DETAIL DOCUMENT
PENGARUH KEGIATAN BERMAIN BALOK TERHADAP KEMAMPUAN SOSIAL EMOSIONAL ANAK PADA KELOMPOK A USIA 4-5 TAHUN DI TK ISTIQBAL SURABAYA
Total View This Week0
Institusion
Universitas Nahdlatul Ulama Surabaya
Author
KUSUMABUDI, CAESAVITRI AYU
Subject
LB1501 Primary Education 
Datestamp
2022-01-25 07:33:51 
Abstract :
Caesavitri, 2020, Pengaruh Kegiatan Bermain Balok Terhadap Kemampuan Sosial Emosional Anak Pada Kelompok A Usia 4-5 Tahun di TK Istiqbal Surabaya, Kuantitatif Deskriptif, Pendidikan Guru Paud, Fakultas Keguruan dan Ilmu Pendidikan, Universitas Nahdlatul Ulama Surabaya, Andini Hardiningrum, S.Pd., M.Pd Perkembangan sosial emosional memiliki peran yang sangat penting bagi kehidupan manusia yang merupakan makhluk sosial.
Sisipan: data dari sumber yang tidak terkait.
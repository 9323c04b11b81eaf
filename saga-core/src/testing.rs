//! Testing utilities.
//!
//! - [`ScriptedLlm`] replays queued responses so the pipeline can run without API calls
//! - [`sample_seed`] is a small world seed for tests and demos

use async_trait::async_trait;
use llm::{GenerationRequest, LlmClient, Provider};
use std::collections::VecDeque;
use std::sync::{Mutex, MutexGuard};

use crate::config::{SeedCrewMember, SeedLocation, SeedProtagonist, SeedThread, WorldSeed};

/// Returned once the script runs out.
pub const EXHAUSTED_RESPONSE: &str = "The model has no more scripted responses.";

/// A deterministic [`LlmClient`] that returns scripted responses in order.
///
/// Every request is recorded so tests can inspect prompts and parameters.
#[derive(Debug, Default)]
pub struct ScriptedLlm {
    responses: Mutex<VecDeque<Result<String, llm::Error>>>,
    requests: Mutex<Vec<GenerationRequest>>,
}

impl ScriptedLlm {
    /// Create a client that answers with `responses` in order.
    pub fn new<I, S>(responses: I) -> Self
    where
        I: IntoIterator<Item = S>,
        S: Into<String>,
    {
        Self {
            responses: Mutex::new(responses.into_iter().map(|r| Ok(r.into())).collect()),
            requests: Mutex::new(Vec::new()),
        }
    }

    /// Queue another successful response.
    pub fn push(&self, response: impl Into<String>) {
        lock(&self.responses).push_back(Ok(response.into()));
    }

    /// Queue a failure.
    pub fn push_error(&self, error: llm::Error) {
        lock(&self.responses).push_back(Err(error));
    }

    /// Requests received so far.
    pub fn requests(&self) -> Vec<GenerationRequest> {
        lock(&self.requests).clone()
    }

    /// Responses not yet consumed.
    pub fn remaining(&self) -> usize {
        lock(&self.responses).len()
    }
}

fn lock<T>(mutex: &Mutex<T>) -> MutexGuard<'_, T> {
    mutex.lock().unwrap_or_else(|poisoned| poisoned.into_inner())
}

#[async_trait]
impl LlmClient for ScriptedLlm {
    async fn generate(&self, request: GenerationRequest) -> Result<String, llm::Error> {
        lock(&self.requests).push(request);
        lock(&self.responses)
            .pop_front()
            .unwrap_or_else(|| Ok(EXHAUSTED_RESPONSE.to_string()))
    }

    fn provider(&self) -> Provider {
        Provider::Anthropic
    }

    fn model(&self) -> &str {
        "scripted"
    }
}

/// A small seed: one protagonist, two crew members, two opening threads.
pub fn sample_seed() -> WorldSeed {
    WorldSeed {
        world_name: "The Aether Reach".to_string(),
        description: "Floating islands above an endless storm sea".to_string(),
        central_conflict: "The Sky Council hoards the only maps to the Edge".to_string(),
        themes: vec!["freedom".to_string(), "found family".to_string()],
        starting_location: SeedLocation {
            name: "Drift Port".to_string(),
            description: "A ramshackle harbor on the underside of an island".to_string(),
        },
        protagonist: SeedProtagonist {
            name: "Kael".to_string(),
            age: Some(17),
            personality: "Reckless, loyal, endlessly curious".to_string(),
            dream: Some("Reach the Edge of the World".to_string()),
            quirks: vec!["Hums when nervous".to_string()],
            abilities: vec!["Wind sense".to_string()],
            background: "Orphan raised by dockworkers".to_string(),
            speech_pattern: Some("Short bursts, lots of exclamations".to_string()),
        },
        initial_crew: vec![
            SeedCrewMember {
                name: "Mira".to_string(),
                personality: "Sharp-tongued navigator".to_string(),
                role: Some("ally".to_string()),
                background: "Former Council cartographer".to_string(),
            },
            SeedCrewMember {
                name: "Old Bram".to_string(),
                personality: "Gruff but kind".to_string(),
                role: Some("mentor".to_string()),
                background: String::new(),
            },
        ],
        initial_threads: vec![
            SeedThread {
                thread: "What lies at the Edge?".to_string(),
                thread_type: "mystery".to_string(),
            },
            SeedThread {
                thread: "Who burned the Council archive?".to_string(),
                thread_type: "conspiracy".to_string(),
            },
        ],
    }
}

#[cfg(test)]
mod tests {
    use super::*;

    #[tokio::test]
    async fn test_scripted_responses_in_order() {
        let llm = ScriptedLlm::new(["first", "second"]);
        llm.push_error(llm::Error::EmptyResponse);

        let a = llm.generate(GenerationRequest::new("a")).await.unwrap();
        let b = llm.generate(GenerationRequest::new("b").with_temperature(0.2)).await.unwrap();
        let c = llm.generate(GenerationRequest::new("c")).await;
        let d = llm.generate(GenerationRequest::new("d")).await.unwrap();

        assert_eq!(a, "first");
        assert_eq!(b, "second");
        assert!(matches!(c, Err(llm::Error::EmptyResponse)));
        assert_eq!(d, EXHAUSTED_RESPONSE);

        let requests = llm.requests();
        assert_eq!(requests.len(), 4);
        assert_eq!(requests[1].temperature, Some(0.2));
        assert_eq!(llm.remaining(), 0);
    }
}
Peran orang tua dan guru sangat dibutuhkan agar sikap sosial emosional anak usia dini berkembang sesuai dengan tahapan perkembangan usia anak. Tujuan penelitian ini adalah untuk mengetahui bagaimana pengaruh kegiatan bermain balok terhadap perkembangan sosial emosional anak kelompok A usia 4-5 tahun di TK Istiqbal Surabaya. Jenis penelitian ini adalah kuantitatif deskripsif. Teknik pengumpulan data berupa observasi, wawancara dan dokumentasi. Penelitian ini dilakukan melalui kunjungan dari rumah ke rumah (Home Visite) disebabkan adanya situasi Pandemic Covid-19. Teknik Analisa Data menggunakan uji wilcoxon. Hasil penelitian menunjukan pada uji wilcoxon dengan diperolehnya nilai Asymp Sig (2tailed) bernilai 0,000. Karena nilai 0,000 lebih kecil dari <0,05 maka dapat disimpulkan bahwa hipotesis diterima, yang berarti adanya pengaruh kegiatan bermain balok terhadap kemampuan sosial emosional anak pada kelompok A usia 4-5 tahun di TK Istiqbal Surabaya Kesimpulan dari hasil penelitian ini adalah bahwa terdapat pengaruh dalam kegiatan bermain balok terhadap kemampuan sosial emosional anak kelompok A usia 4-5 tahun di TK Istiqbal Surabaya. Disarankan bagi para guru atau pendidik anak usia dini sebisa mungkin mampu menciptakan pembelajaran yang sesuai dengan karakteristik anak dan menyenangkan bagi anak. Sebisa mungkin guru atau pendidik harus menciptakan lingkungan yang tidak membosankan bagi anak agar anak dapat terlibat langsung dalam kegiatan belajar mengajar.